Солнце село, и под деревьями темно; в глубине леса еще темнее. Если бы не светляки, фигуры двух человек, стоящих под деревом, были бы совершенно неразличимы.

При таком слабом свете невозможно разглядеть их лица; но голоса узнать можно; стоящие заняты серьезным разговором.

Действие происходит на берегу медленного болотистого ручья, который протекает недалеко от хижины охотника, в двадцати ярдах от нее. Говорящие только что вышли из хижины, очевидно, чтобы их разговор никто не услышал.

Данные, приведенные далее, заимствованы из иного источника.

use super::{image, word, Error, Word};
use std::io::{Read, Write};

type Result<T> = std::result::Result<T, Error>;

/// Delimiter byte between the text header and the binary memory words.
pub const SENTINEL: u8 = b'~';

/// ## Saved machine state
///
/// The file format is a text header followed by raw memory. The header
/// holds the decimal program counter, the 8 registers, the stack size,
/// and that many stack values bottom-to-top, one per line, and ends at
/// the `~` sentinel byte. After the sentinel come the memory contents
/// as raw little-endian words. The binary tail is
/// byte-identical to a bare program image, so a snapshot is an image
/// with an optional header prefix and nothing more.
#[derive(Debug, Clone, PartialEq)]
pub struct Snapshot {
    /// Counter captured at the start of the instruction being executed,
    /// so resumption re-runs that instruction.
    pub pc: Word,
    pub registers: [Word; word::REGISTERS],
    /// Bottom-to-top.
    pub stack: Vec<Word>,
    pub memory: Vec<Word>,
}

impl Snapshot {
    pub fn write_to<W: Write>(&self, writer: &mut W) -> Result<()> {
        writeln!(writer, "{}", self.pc)?;
        for register in &self.registers {
            writeln!(writer, "{}", register)?;
        }
        writeln!(writer, "{}", self.stack.len())?;
        for value in &self.stack {
            writeln!(writer, "{}", value)?;
        }
        writer.write_all(&[SENTINEL])?;
        image::write_words(writer, &self.memory)
    }

    /// Reverse of [`write_to`](Snapshot::write_to): header fields, skip
    /// past the sentinel, then the rest of the stream is a normal image
    /// load.
    pub fn read_from<R: Read>(reader: &mut R) -> Result<Snapshot> {
        let (pc, registers, stack) = {
            let mut bytes = ByteReader::new(reader);
            let pc = bytes.number()?;
            let mut registers = [0; word::REGISTERS];
            for register in registers.iter_mut() {
                *register = bytes.number()?;
            }
            let depth = bytes.count()?;
            let mut stack = Vec::with_capacity(depth);
            for _ in 0..depth {
                stack.push(bytes.number()?);
            }
            bytes.skip_past_sentinel()?;
            (pc, registers, stack)
        };
        let memory = image::read_words(reader)?;
        Ok(Snapshot {
            pc,
            registers,
            stack,
            memory,
        })
    }
}

/// Byte cursor with one byte of lookahead, enough to parse the decimal
/// header without consuming into the binary tail.
struct ByteReader<'a, R: Read> {
    reader: &'a mut R,
    peeked: Option<u8>,
}

impl<'a, R: Read> ByteReader<'a, R> {
    fn new(reader: &'a mut R) -> ByteReader<'a, R> {
        ByteReader {
            reader,
            peeked: None,
        }
    }

    fn peek(&mut self) -> Result<Option<u8>> {
        if self.peeked.is_none() {
            let mut buf = [0u8; 1];
            self.peeked = match self.reader.read(&mut buf)? {
                0 => None,
                _ => Some(buf[0]),
            };
        }
        Ok(self.peeked)
    }

    fn next(&mut self) -> Result<Option<u8>> {
        let byte = self.peek()?;
        self.peeked = None;
        Ok(byte)
    }

    /// One whitespace-delimited decimal word value.
    fn number(&mut self) -> Result<Word> {
        let value = self.count()?;
        if value > Word::MAX as usize {
            return Err(Error::MalformedImage);
        }
        Ok(value as Word)
    }

    /// One whitespace-delimited decimal count. The stack depth is
    /// unbounded, so counts are wider than a word.
    fn count(&mut self) -> Result<usize> {
        while matches!(self.peek()?, Some(byte) if byte.is_ascii_whitespace()) {
            self.next()?;
        }
        let mut value: usize = 0;
        let mut digits = false;
        while let Some(byte) = self.peek()? {
            if !byte.is_ascii_digit() {
                break;
            }
            self.next()?;
            digits = true;
            value = value
                .checked_mul(10)
                .and_then(|value| value.checked_add((byte - b'0') as usize))
                .ok_or(Error::MalformedImage)?;
        }
        if digits {
            Ok(value)
        } else {
            Err(Error::MalformedImage)
        }
    }

    fn skip_past_sentinel(&mut self) -> Result<()> {
        loop {
            match self.next()? {
                Some(SENTINEL) => return Ok(()),
                Some(_) => {}
                None => return Err(Error::MalformedImage),
            }
        }
    }
}

#[cfg(test)]
mod tests {
    use super::*;
    use std::io::Cursor;

    fn sample() -> Snapshot {
        Snapshot {
            pc: 1531,
            registers: [0, 1, 2, 3, 4, 5, 6, 32767],
            stack: vec![10, 20, 30],
            memory: vec![19, 72, 19, 73, 0],
        }
    }

    #[test]
    fn round_trips_bit_identical() {
        let snapshot = sample();
        let mut bytes = Vec::new();
        snapshot.write_to(&mut bytes).unwrap();
        let restored = Snapshot::read_from(&mut Cursor::new(bytes)).unwrap();
        assert_eq!(restored, snapshot);
    }

    #[test]
    fn header_is_text_then_sentinel_then_raw_words() {
        let snapshot = Snapshot {
            pc: 7,
            registers: [0; 8],
            stack: vec![9],
            memory: vec![513],
        };
        let mut bytes = Vec::new();
        snapshot.write_to(&mut bytes).unwrap();
        assert_eq!(
            bytes,
            b"7\n0\n0\n0\n0\n0\n0\n0\n0\n1\n9\n~\x01\x02".to_vec()
        );
    }

    #[test]
    fn deep_stack_round_trips() {
        // The stack can outgrow the word range; its depth field must
        // not be clamped to it.
        let snapshot = Snapshot {
            pc: 0,
            registers: [0; 8],
            stack: vec![1; 70000],
            memory: vec![0],
        };
        let mut bytes = Vec::new();
        snapshot.write_to(&mut bytes).unwrap();
        let restored = Snapshot::read_from(&mut Cursor::new(bytes)).unwrap();
        assert_eq!(restored, snapshot);
    }

    #[test]
    fn empty_stack_round_trips() {
        let snapshot = Snapshot {
            pc: 0,
            registers: [0; 8],
            stack: vec![],
            memory: vec![0],
        };
        let mut bytes = Vec::new();
        snapshot.write_to(&mut bytes).unwrap();
        let restored = Snapshot::read_from(&mut Cursor::new(bytes)).unwrap();
        assert_eq!(restored, snapshot);
    }

    #[test]
    fn truncated_header_is_malformed() {
        let mut bytes = Cursor::new(b"12\n34\n".to_vec());
        assert!(matches!(
            Snapshot::read_from(&mut bytes),
            Err(Error::MalformedImage)
        ));
    }

    #[test]
    fn garbage_header_is_malformed() {
        let mut bytes = Cursor::new(b"abc~".to_vec());
        assert!(matches!(
            Snapshot::read_from(&mut bytes),
            Err(Error::MalformedImage)
        ));
    }
}
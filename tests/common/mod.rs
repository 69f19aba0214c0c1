use vm16::mach::{Event, Machine};

/// Pump the machine until it suspends, collecting printed text along
/// the way. Returns the text and the suspending event.
pub fn exec(machine: &mut Machine) -> (String, Event) {
    exec_n(machine, 5000)
}

pub fn exec_n(machine: &mut Machine, cycles: usize) -> (String, Event) {
    let mut text = String::new();
    let mut prev_running = false;
    loop {
        let event = machine.execute(cycles);
        match event {
            Event::Print(bytes) => {
                text.push_str(&String::from_utf8_lossy(&bytes));
                prev_running = false;
            }
            Event::Running => {
                if prev_running {
                    return (text, Event::Running);
                }
                prev_running = true;
            }
            _ => return (text, event),
        }
    }
}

В хижине горит слабый свет, он исходит из той части, которая служит одновременно гостиной и кухней; это огонь в очаге. Но никого нет, ни одной живой души, кроме лежащей у очага собаки.

Еще более слабый свет маканой свечи пробивается сквозь щель двери, ведущей во внутреннее помещение. Заглянув туда, можно увидеть силуэт молодой девушки, сидящей у низкой постели, на которой лежит юноша, по-видимому, спящий. Во всяком случае он не шевелится; и девушка смотрит на него молча. Света едва хватает, чтобы разглядеть на ее лице выражение тревоги или печали, но недостаточно, чтобы понять, какое именно это чувство.

Двое мужчин снаружи зашли за толстый ствол тополя и продолжают диалог, начавшийся у очага на кухне, на котором готовился уже съеденный ужин. Стоит теплая осенняя погода, а медведи еще не залегли на зимнюю спячку.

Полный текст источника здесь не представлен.